• Collected data:
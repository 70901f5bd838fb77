//! Property-based tests for the evaluator.
//!
//! These check laws that must hold for every input document: identity
//! round-trips, generator composition and the total order on values.

use indexmap::IndexMap;
use proptest::prelude::*;

use jqlite::{evaluate, CompiledFilter, FilterOptions, JValue, Output};

// ============================================================================
// Test Strategies
// ============================================================================

/// Strategy: arbitrary JSON documents up to a few levels deep
fn json_strategy() -> impl Strategy<Value = JValue> {
    let leaf = prop_oneof![
        Just(JValue::Null),
        any::<bool>().prop_map(JValue::Bool),
        any::<i32>().prop_map(JValue::from),
        (-1.0e6..1.0e6f64).prop_map(JValue::from),
        "[a-z ]{0,6}".prop_map(JValue::from),
    ];
    leaf.prop_recursive(3, 32, 5, |inner| {
        prop_oneof![
            prop::collection::vec(inner.clone(), 0..5).prop_map(JValue::from),
            prop::collection::vec(("[a-z]{0,4}", inner), 0..5)
                .prop_map(|entries| JValue::from(entries.into_iter().collect::<IndexMap<String, JValue>>())),
        ]
    })
}

/// Strategy: filters that never raise, whatever the input
fn filter_strategy() -> impl Strategy<Value = &'static str> {
    prop::sample::select(vec![
        ".",
        ".[]?",
        "..",
        "empty",
        "type",
        "length?",
        "keys?",
        "(., .)",
        "[.. | numbers]",
        "tojson",
        "[paths]",
        "select(type == \"array\")",
    ])
}

fn outputs(filter: &str, input: &JValue) -> Vec<JValue> {
    CompiledFilter::compile(filter)
        .unwrap()
        .run(input.clone())
        .collect::<Result<_, _>>()
        .unwrap()
}

// ============================================================================
// Evaluator Property Tests
// ============================================================================

proptest! {
    /// `.` yields exactly one output equal to its input, text to text.
    #[test]
    fn prop_identity_round_trip(doc in json_strategy()) {
        let json = doc.to_json_string().unwrap();
        let out = evaluate(&json, ".", &FilterOptions::default()).unwrap();
        prop_assert_eq!(out, Output::First(json));
    }

    /// `A, B` yields A's outputs followed by B's.
    #[test]
    fn prop_comma_is_concatenation(
        doc in json_strategy(),
        a in filter_strategy(),
        b in filter_strategy(),
    ) {
        let mut expected = outputs(a, &doc);
        expected.extend(outputs(b, &doc));
        prop_assert_eq!(outputs(&format!("({}), ({})", a, b), &doc), expected);
    }

    /// `A | B` runs B on each output of A in order.
    #[test]
    fn prop_pipe_is_flat_map(
        doc in json_strategy(),
        a in filter_strategy(),
        b in filter_strategy(),
    ) {
        let expected: Vec<JValue> = outputs(a, &doc)
            .iter()
            .flat_map(|v| outputs(b, v))
            .collect();
        prop_assert_eq!(outputs(&format!("({}) | ({})", a, b), &doc), expected);
    }

    /// Two compilations of the same text behave identically.
    #[test]
    fn prop_compilation_is_deterministic(doc in json_strategy(), a in filter_strategy()) {
        let first = CompiledFilter::compile(a).unwrap();
        let second = CompiledFilter::compile(a).unwrap();
        let lhs: Vec<_> = first.run(doc.clone()).collect::<Result<_, _>>().unwrap();
        let rhs: Vec<_> = second.run(doc).collect::<Result<_, _>>().unwrap();
        prop_assert_eq!(lhs, rhs);
    }

    /// `<` agrees with the total order, which is antisymmetric.
    #[test]
    fn prop_total_order_is_consistent(a in json_strategy(), b in json_strategy()) {
        let pair = JValue::from(vec![a.clone(), b.clone()]);
        let less = outputs(".[0] < .[1]", &pair);
        prop_assert_eq!(less, vec![JValue::Bool(a.compare(&b).is_lt())]);
        prop_assert_eq!(a.compare(&b), b.compare(&a).reverse());
    }

    /// `sort` output is ordered and is a permutation of its input.
    #[test]
    fn prop_sort_orders_values(items in prop::collection::vec(json_strategy(), 0..8)) {
        let sorted = outputs("sort", &JValue::from(items.clone()));
        prop_assert_eq!(sorted.len(), 1);
        let sorted = sorted[0].as_array().unwrap().clone();
        prop_assert_eq!(sorted.len(), items.len());
        for pair in sorted.windows(2) {
            prop_assert!(pair[0].compare(&pair[1]).is_le());
        }
    }
}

• Work to complete:
Output the lines above exactly, but only those between the line holding "fn prop_identity_round_trip(doc in" and the line holding "followed by B's.", inclusive.

• Written solution:
    fn prop_identity_round_trip(doc in json_strategy()) {
        let json = doc.to_json_string().unwrap();
        let out = evaluate(&json, ".", &FilterOptions::default()).unwrap();
        prop_assert_eq!(out, Output::First(json));
    }

    /// `A, B` yields A's outputs followed by B's.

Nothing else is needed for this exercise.